BEGIN Information provided

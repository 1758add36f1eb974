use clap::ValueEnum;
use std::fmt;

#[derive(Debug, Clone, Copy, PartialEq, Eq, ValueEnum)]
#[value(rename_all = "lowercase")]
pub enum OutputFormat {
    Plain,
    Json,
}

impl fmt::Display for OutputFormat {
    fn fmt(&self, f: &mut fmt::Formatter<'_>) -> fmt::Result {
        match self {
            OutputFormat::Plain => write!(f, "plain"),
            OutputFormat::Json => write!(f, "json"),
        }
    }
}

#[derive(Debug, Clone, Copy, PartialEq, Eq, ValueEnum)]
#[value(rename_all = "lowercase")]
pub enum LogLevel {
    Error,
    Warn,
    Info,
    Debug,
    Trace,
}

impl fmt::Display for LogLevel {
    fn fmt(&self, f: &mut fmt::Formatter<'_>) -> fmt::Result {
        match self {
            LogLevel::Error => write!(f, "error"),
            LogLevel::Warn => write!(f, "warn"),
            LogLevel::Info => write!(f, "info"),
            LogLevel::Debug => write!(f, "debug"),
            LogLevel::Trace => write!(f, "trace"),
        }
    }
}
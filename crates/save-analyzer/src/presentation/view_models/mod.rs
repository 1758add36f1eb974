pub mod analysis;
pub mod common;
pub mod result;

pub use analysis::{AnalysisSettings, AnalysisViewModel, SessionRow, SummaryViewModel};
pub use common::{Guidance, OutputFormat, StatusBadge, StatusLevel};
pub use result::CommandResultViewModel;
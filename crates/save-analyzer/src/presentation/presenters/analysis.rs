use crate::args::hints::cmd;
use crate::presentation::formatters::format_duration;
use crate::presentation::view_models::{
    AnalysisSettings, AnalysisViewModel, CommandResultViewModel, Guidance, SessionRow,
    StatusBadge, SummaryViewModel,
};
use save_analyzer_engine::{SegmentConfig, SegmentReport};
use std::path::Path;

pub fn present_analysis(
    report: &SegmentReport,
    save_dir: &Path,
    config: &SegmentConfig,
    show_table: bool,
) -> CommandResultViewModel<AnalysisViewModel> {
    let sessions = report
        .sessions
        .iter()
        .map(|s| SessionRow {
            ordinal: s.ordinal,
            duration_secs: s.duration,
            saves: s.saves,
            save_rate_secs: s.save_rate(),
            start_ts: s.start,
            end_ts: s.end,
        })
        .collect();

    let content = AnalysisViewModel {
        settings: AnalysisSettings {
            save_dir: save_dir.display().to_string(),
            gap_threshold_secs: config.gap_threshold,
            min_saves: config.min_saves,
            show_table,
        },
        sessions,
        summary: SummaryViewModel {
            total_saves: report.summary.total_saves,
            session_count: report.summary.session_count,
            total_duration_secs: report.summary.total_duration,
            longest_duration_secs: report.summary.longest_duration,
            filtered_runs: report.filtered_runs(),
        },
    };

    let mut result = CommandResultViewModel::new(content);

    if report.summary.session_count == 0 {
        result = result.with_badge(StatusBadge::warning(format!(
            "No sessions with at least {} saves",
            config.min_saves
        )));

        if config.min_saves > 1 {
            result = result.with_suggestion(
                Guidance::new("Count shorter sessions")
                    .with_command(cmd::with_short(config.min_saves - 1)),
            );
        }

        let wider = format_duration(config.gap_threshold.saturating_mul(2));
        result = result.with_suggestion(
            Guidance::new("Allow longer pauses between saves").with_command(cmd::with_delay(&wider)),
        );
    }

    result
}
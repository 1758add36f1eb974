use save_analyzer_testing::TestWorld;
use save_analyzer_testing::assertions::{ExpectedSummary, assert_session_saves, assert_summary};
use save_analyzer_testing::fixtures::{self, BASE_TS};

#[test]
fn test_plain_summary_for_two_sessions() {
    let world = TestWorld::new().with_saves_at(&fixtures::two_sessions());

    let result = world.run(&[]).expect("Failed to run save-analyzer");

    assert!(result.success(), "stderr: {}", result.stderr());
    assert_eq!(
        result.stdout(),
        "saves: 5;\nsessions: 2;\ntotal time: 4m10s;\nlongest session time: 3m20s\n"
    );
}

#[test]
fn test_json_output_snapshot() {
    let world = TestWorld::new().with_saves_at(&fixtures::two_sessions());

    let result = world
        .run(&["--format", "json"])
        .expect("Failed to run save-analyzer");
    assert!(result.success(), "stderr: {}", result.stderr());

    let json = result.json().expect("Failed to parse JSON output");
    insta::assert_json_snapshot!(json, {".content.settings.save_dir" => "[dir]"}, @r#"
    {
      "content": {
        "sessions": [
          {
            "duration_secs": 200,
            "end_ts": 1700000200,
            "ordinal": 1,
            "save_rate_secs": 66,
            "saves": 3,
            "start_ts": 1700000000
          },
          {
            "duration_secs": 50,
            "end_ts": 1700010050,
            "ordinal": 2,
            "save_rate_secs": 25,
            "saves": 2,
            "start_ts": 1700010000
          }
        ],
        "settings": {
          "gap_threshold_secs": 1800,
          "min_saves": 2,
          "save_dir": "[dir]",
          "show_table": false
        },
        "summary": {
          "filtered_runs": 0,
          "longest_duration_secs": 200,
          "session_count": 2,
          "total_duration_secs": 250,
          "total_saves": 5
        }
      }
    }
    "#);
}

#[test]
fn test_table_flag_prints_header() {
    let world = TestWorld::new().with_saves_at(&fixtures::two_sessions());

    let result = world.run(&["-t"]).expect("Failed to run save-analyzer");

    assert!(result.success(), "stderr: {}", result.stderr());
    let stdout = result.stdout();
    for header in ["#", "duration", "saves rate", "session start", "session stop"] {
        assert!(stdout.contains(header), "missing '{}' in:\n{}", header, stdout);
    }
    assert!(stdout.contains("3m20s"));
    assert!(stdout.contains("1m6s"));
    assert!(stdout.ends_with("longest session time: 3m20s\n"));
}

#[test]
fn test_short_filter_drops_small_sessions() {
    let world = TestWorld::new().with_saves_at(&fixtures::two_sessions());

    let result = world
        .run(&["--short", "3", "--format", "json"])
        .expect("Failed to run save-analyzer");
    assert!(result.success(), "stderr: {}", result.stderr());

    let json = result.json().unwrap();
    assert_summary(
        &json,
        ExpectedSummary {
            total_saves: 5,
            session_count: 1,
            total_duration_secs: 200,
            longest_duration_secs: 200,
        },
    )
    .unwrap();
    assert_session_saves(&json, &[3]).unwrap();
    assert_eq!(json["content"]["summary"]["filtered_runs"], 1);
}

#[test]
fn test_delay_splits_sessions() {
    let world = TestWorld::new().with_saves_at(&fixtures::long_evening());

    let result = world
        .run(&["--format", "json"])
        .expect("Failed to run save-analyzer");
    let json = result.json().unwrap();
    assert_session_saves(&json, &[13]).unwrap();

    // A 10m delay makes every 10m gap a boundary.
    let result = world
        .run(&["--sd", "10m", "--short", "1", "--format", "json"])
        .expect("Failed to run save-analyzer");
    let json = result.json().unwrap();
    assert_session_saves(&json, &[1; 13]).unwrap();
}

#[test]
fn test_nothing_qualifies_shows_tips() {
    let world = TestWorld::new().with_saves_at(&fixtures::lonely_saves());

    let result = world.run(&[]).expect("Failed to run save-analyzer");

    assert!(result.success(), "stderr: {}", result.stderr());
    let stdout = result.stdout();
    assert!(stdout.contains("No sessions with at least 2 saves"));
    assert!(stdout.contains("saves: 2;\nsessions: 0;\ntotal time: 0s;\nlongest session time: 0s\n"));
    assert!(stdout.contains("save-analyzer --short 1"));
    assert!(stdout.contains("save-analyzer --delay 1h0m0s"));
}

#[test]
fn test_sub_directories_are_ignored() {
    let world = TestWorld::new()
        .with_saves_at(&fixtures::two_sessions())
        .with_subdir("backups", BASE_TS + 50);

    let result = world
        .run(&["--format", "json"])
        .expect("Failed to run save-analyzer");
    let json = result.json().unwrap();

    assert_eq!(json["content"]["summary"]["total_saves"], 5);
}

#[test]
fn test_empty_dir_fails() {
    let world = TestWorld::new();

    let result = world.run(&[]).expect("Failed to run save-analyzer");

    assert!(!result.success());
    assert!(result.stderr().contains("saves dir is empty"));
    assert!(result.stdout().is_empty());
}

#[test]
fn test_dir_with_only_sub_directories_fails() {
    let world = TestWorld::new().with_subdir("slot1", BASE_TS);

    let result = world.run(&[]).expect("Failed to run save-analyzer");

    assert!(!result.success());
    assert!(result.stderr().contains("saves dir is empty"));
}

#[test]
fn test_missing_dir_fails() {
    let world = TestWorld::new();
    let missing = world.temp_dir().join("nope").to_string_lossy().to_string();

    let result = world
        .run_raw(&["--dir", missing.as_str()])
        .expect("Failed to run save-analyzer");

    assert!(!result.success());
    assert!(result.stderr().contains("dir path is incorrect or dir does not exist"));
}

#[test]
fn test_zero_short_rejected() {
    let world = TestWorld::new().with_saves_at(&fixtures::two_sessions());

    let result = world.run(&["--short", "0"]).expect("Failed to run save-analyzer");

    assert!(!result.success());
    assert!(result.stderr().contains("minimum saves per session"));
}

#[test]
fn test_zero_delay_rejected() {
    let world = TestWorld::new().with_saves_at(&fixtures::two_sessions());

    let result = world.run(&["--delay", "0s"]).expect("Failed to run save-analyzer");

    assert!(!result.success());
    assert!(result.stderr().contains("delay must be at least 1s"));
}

END Information provided

◆ **Description of the task**: Reproduce every line from the listing above that holds the word "ntotal".

◆ **Answer space**:
        "saves: 5;\nsessions: 2;\ntotal time: 4m10s;\nlongest session time: 3m20s\n"
    assert!(stdout.contains("saves: 2;\nsessions: 0;\ntotal time: 0s;\nlongest session time: 0s\n"));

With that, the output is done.